PolitiqueLe député Bakary Woyo interpelle le ministre Assétou Founé à l’Assemblée Nationale : « Vous n’avez aucune considération pour l’école malienne… »
Aujourd'hui, l'Enseignement supérieur au Mali est exposé à d'innombrables problèmes parmi lesquels on peut citer entre autres la mauvaise gouvernance; l'insécurité chronique, les pratiques anti- pédagogiques et l'insuffisance des ressources financières. Ce haut lieu de sagesse, de transmission de compétences pour les futures cadres, au fil des années s'est dénaturé, s'est dévoyé pour devenir un marché où le profit, le gain facile et les places définissent les rapports entre les différents acteurs.

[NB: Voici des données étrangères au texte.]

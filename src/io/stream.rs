use super::ReadAt;
use parking_lot::Mutex;
use std::io::{self, Read, Seek, SeekFrom};

/// Random access over a caller-supplied `Read + Seek` stream
///
/// The stream has a single cursor, so each `read_at` holds the lock for one
/// seek followed by one read. Nothing outside the lock ever observes the
/// cursor.
pub struct StreamReader<S> {
    stream: Mutex<S>,
    size: u64,
}

impl<S: Read + Seek> StreamReader<S> {
    /// Wrap a stream, measuring its length by seeking to the end.
    pub fn new(mut stream: S) -> io::Result<Self> {
        let size = stream.seek(SeekFrom::End(0))?;
        stream.seek(SeekFrom::Start(0))?;
        Ok(Self {
            stream: Mutex::new(stream),
            size,
        })
    }

    pub fn into_inner(self) -> S {
        self.stream.into_inner()
    }
}

impl<S: Read + Seek> ReadAt for StreamReader<S> {
    fn read_at(&self, offset: u64, buf: &mut [u8]) -> io::Result<usize> {
        let mut stream = self.stream.lock();
        stream.seek(SeekFrom::Start(offset))?;
        stream.read(buf)
    }

    fn size(&self) -> u64 {
        self.size
    }
}

#[cfg(test)]
mod tests {
    use super::*;
    use std::io::Cursor;

    #[test]
    fn reads_ignore_previous_cursor() {
        let reader = StreamReader::new(Cursor::new(b"hello world".to_vec())).unwrap();
        assert_eq!(reader.size(), 11);

        let mut buf = [0u8; 5];
        reader.read_full_at(6, &mut buf).unwrap();
        assert_eq!(&buf, b"world");
        reader.read_full_at(0, &mut buf).unwrap();
        assert_eq!(&buf, b"hello");
    }

    #[test]
    fn measuring_leaves_stream_rewound() {
        let reader = StreamReader::new(Cursor::new(vec![0u8; 32])).unwrap();
        assert_eq!(reader.into_inner().position(), 0);
    }
}
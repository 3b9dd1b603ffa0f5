//! # packfile
//!
//! Reader for id Software PACK (`.pak`) archives, as used by Quake and Quake II.
//!
//! Archives can be read from the local filesystem, from memory, from any
//! `Read + Seek` stream, or from a remote HTTP server. Remote archives are
//! read with HTTP Range requests, so listing an archive only fetches its
//! header and index.
//!
//! ## Features
//!
//! - Lazy index loading: opening an archive reads only its 12-byte header
//! - Lookup by exact name or by position
//! - Independent per-file cursors over a single shared source
//! - Extraction to any `Write` sink or to a path
//!
//! ## Example
//!
//! ```no_run
//! use packfile::PackReader;
//!
//! fn main() -> anyhow::Result<()> {
//!     let reader = PackReader::open("id1/pak0.pak")?;
//!
//!     for file in reader.files()? {
//!         println!("{} ({} bytes)", file.display_name(), file.size());
//!     }
//!
//!     let config = reader.file("default.cfg")?.contents()?;
//!     println!("{}", String::from_utf8_lossy(&config));
//!
//!     Ok(())
//! }
//! ```
//!
//! ## Concurrency
//!
//! Every read is positional, so views never depend on where another view
//! left a cursor. Sources built from a `Read + Seek` stream serialize their
//! seek-then-read pairs behind a lock.

pub mod cli;
pub mod io;
pub mod pack;

pub use cli::{Cli, ExitCode};
pub use io::{HttpRangeReader, LocalFileReader, MemoryReader, ReadAt, StreamReader};
pub use pack::{ErrorKind, PackEntry, PackError, PackFile, PackReader, PackResult};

C’est dans cette atmosphère délétère de marchandage, d'affairisme et de clientélisme de la récurrence de la violence, de la banalisation des instances de prise de décision et de l'inimitié permanente qui pourrissent la vie des professeurs et qui font que le niveau des étudiants baisse du jour au jour. Prenant conscience de ce danger qui plane sur le système éducatif malien, le député élu à Bougouni, Bakary Woyo Doumbia du groupe VRD (Vigilance Républicaine Démocratique) a interpellé, hier jeudi 19 avril 2018, Mme le ministre de l'Enseignement supérieur et de la recherche scientifique, Pr Assétou Founé Samaké Migan pour qu’elle s’explique sur les pratiques peu orthodoxes dans le milieu universitaire malien.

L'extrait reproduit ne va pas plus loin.